# WORK ORDER
Count every line in the data below that includes "verbose", and give only the result.

# DATA PROVIDED
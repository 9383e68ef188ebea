//! Logging initialization.
//!
//! - Text: human-readable, colored when stderr is a terminal
//! - JSON: one structured object per event, for log aggregation
//!
//! Both write to stderr so stdout carries only rendered results.

use clap::ValueEnum;
use std::io::IsTerminal;
use tracing_subscriber::{fmt, layer::SubscriberExt, util::SubscriberInitExt, EnvFilter};

#[derive(Debug, Clone, Copy, Default, PartialEq, Eq, ValueEnum)]
pub enum LogFormat {
    #[default]
    Text,
    Json,
}

/// Filter from `RUST_LOG` (default `info`); `verbose` forces `debug`.
pub fn env_filter(verbose: bool) -> EnvFilter {
    if verbose {
        return EnvFilter::new("debug");
    }
    EnvFilter::try_from_default_env().unwrap_or_else(|_| EnvFilter::new("info"))
}

/// Install the global subscriber. Call once, before any work.
pub fn init_logging(format: LogFormat, verbose: bool) {
    let registry = tracing_subscriber::registry().with(env_filter(verbose));

    match format {
        LogFormat::Json => registry
            .with(
                fmt::layer()
                    .json()
                    .with_target(true)
                    .with_writer(std::io::stderr),
            )
            .init(),
        LogFormat::Text => registry
            .with(
                fmt::layer()
                    .with_target(false)
                    .with_ansi(std::io::stderr().is_terminal())
                    .with_writer(std::io::stderr),
            )
            .init(),
    }
}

# TASK ANSWER
5